The facts of Superior Water’s claim demonstrate the impact of the “occurrence” definition on long-tail environmental claims. Superior Water owned a site in Wisconsin that was used for a manufactured gas plant from the late 1800s to the early 1900s, and afterwards as a gas storage facility until 1959. As is commonly the case in the environmental context, decades later (in this case, more than forty years later) the state environmental regulator claimed that Superior Water was liable for contamination of soil, sediment, and groundwater at and around the site arising out of the earlier site operations. Superior Water turned to the London Market Insurers, seeking coverage for these environmental cleanup costs under policies issued from the 1940s until the 1980s.
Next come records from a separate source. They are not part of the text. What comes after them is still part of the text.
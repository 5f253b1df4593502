use async_trait::async_trait;
use serde::Deserialize;
use serde_json::Value;
use std::time::Duration;
use thiserror::Error;
use tracing::{debug, info};

use crate::models::RawWarning;

/// Integration failure talking to the warnings feed. Never partial.
#[derive(Debug, Error)]
pub enum FetchError {
    #[error("feed request failed: {0}")]
    Transport(#[from] reqwest::Error),
    #[error("feed returned status {status}: {body}")]
    Status {
        status: reqwest::StatusCode,
        body: String,
    },
    #[error("malformed feed payload: {0}")]
    Payload(#[from] serde_json::Error),
}

#[async_trait]
pub trait WarningFeed: Send + Sync {
    /// The full current snapshot, in feed order.
    async fn fetch_snapshot(&self) -> Result<Vec<RawWarning>, FetchError>;
}

#[derive(Deserialize)]
struct FeatureCollection {
    features: Vec<Value>,
}

pub fn parse_snapshot(body: &[u8]) -> Result<Vec<RawWarning>, FetchError> {
    let collection: FeatureCollection = serde_json::from_slice(body)?;
    let warnings = collection
        .features
        .into_iter()
        .map(RawWarning::from_feature)
        .collect::<Result<Vec<_>, _>>()?;
    Ok(warnings)
}

/// HTTP client for the GeoJSON warnings feed.
pub struct FeedClient {
    http: reqwest::Client,
    url: String,
}

impl FeedClient {
    pub fn new(url: &str, timeout: Duration) -> anyhow::Result<Self> {
        let http = reqwest::Client::builder()
            .connect_timeout(timeout)
            .timeout(timeout)
            .build()?;

        info!("Preparing to poll nautical warnings from {}", url);
        Ok(Self {
            http,
            url: url.to_string(),
        })
    }
}

#[async_trait]
impl WarningFeed for FeedClient {
    async fn fetch_snapshot(&self) -> Result<Vec<RawWarning>, FetchError> {
        let resp = self
            .http
            .get(&self.url)
            .header(reqwest::header::ACCEPT, "application/json")
            .send()
            .await?;

        let status = resp.status();
        if !status.is_success() {
            let body = resp.text().await.unwrap_or_default();
            return Err(FetchError::Status { status, body });
        }

        let body = resp.bytes().await?;
        let warnings = parse_snapshot(&body)?;
        debug!("Feed returned {} features", warnings.len());
        Ok(warnings)
    }
}

#[cfg(test)]
mod tests {
    use super::*;
    use crate::http_stub;

    #[test]
    fn test_parse_snapshot_keeps_feed_order() {
        let body = br#"{
            "type": "FeatureCollection",
            "dataUpdatedTime": "2024-05-02T09:00:00Z",
            "features": [
                {
                    "type": "Feature",
                    "geometry": { "type": "Point", "coordinates": [24.5, 60.1] },
                    "properties": {
                        "id": 20, "typeEn": "COASTAL", "number": 3,
                        "locationEn": "GULF OF FINLAND", "contentsEn": "Light unlit.",
                        "publishingTime": "2024-05-02T09:00:00Z"
                    }
                },
                {
                    "type": "Feature",
                    "geometry": { "type": "LineString", "coordinates": [[21.0, 63.0], [21.5, 63.2]] },
                    "properties": {
                        "id": 10, "typeEn": "NAVIGATIONAL WARNING",
                        "locationEn": "QUARK", "contentsEn": "Cable works.",
                        "creationTime": "2024-05-01T07:00:00Z",
                        "publishingTime": "2024-05-01T08:00:00Z"
                    }
                }
            ]
        }"#;

        let warnings = parse_snapshot(body).unwrap();
        let ids: Vec<i64> = warnings.iter().map(|w| w.id).collect();
        assert_eq!(ids, vec![20, 10]);
    }

    #[tokio::test]
    async fn test_fetch_snapshot_over_http() {
        let body = r#"{"type": "FeatureCollection", "features": [
            {"geometry": {"type": "Point", "coordinates": [24.5, 60.1]},
             "properties": {"id": 5, "publishingTime": "2024-05-02T09:00:00Z"}}
        ]}"#;
        let (base, request) = http_stub::respond_once("200 OK", body).await;
        let feed = FeedClient::new(&format!("{}/warnings/active", base), Duration::from_secs(5)).unwrap();

        let warnings = feed.fetch_snapshot().await.unwrap();
        assert_eq!(warnings.len(), 1);
        assert_eq!(warnings[0].id, 5);
        assert!(request.await.unwrap().starts_with("GET /warnings/active "));
    }

    #[tokio::test]
    async fn test_non_success_status_is_a_fetch_failure() {
        let (base, _request) = http_stub::respond_once("503 Service Unavailable", "down").await;
        let feed = FeedClient::new(&base, Duration::from_secs(5)).unwrap();

        match feed.fetch_snapshot().await {
            Err(FetchError::Status { status, body }) => {
                assert_eq!(status, reqwest::StatusCode::SERVICE_UNAVAILABLE);
                assert_eq!(body, "down");
            }
            other => panic!("expected status error, got {:?}", other.map(|w| w.len())),
        }
    }

    #[tokio::test]
    async fn test_unreachable_feed_is_a_transport_failure() {
        let feed = FeedClient::new(&http_stub::refused_url().await, Duration::from_secs(5)).unwrap();
        assert!(matches!(feed.fetch_snapshot().await, Err(FetchError::Transport(_))));
    }

    #[test]
    fn test_missing_features_is_a_fetch_failure() {
        let err = parse_snapshot(br#"{"type": "FeatureCollection"}"#).unwrap_err();
        assert!(matches!(err, FetchError::Payload(_)));
    }

    #[test]
    fn test_one_malformed_feature_fails_whole_snapshot() {
        let body = br#"{"features": [
            {"geometry": {"type": "Point", "coordinates": [1.0, 2.0]},
             "properties": {"id": 1, "publishingTime": "2024-01-01T00:00:00Z"}},
            {"geometry": {"type": "Point", "coordinates": [1.0, 2.0]},
             "properties": {"id": "not-a-number", "publishingTime": "2024-01-01T00:00:00Z"}}
        ]}"#;
        assert!(parse_snapshot(body).is_err());
    }
}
After the London Market Insurers refused to cover the claim, Superior Water sued them under three policies issued from 1969 to 1970. Like most general liability policies of that era, these policies included a broad insuring agreement providing coverage for any and all sums Superior Water was legally obligated to pay by reason of damage to or destruction of property. Elsewhere, in the limit of liability provision, the policies provided that the London Market Insurers were liable “for the ultimate net loss as a result of any occurrence.” Of particular importance, the policies defined “occurrence” to mean “one happening or series of happenings arising out of or caused by one event taking place during the term of this contract.” Superior Water alleged in its complaint that contamination of groundwater was the “happening or series of happenings,” and that “continuous exposure of clean groundwater to chemical substances” beneath the site was the “one event” taking place during the policy period out of which the groundwater contamination arose.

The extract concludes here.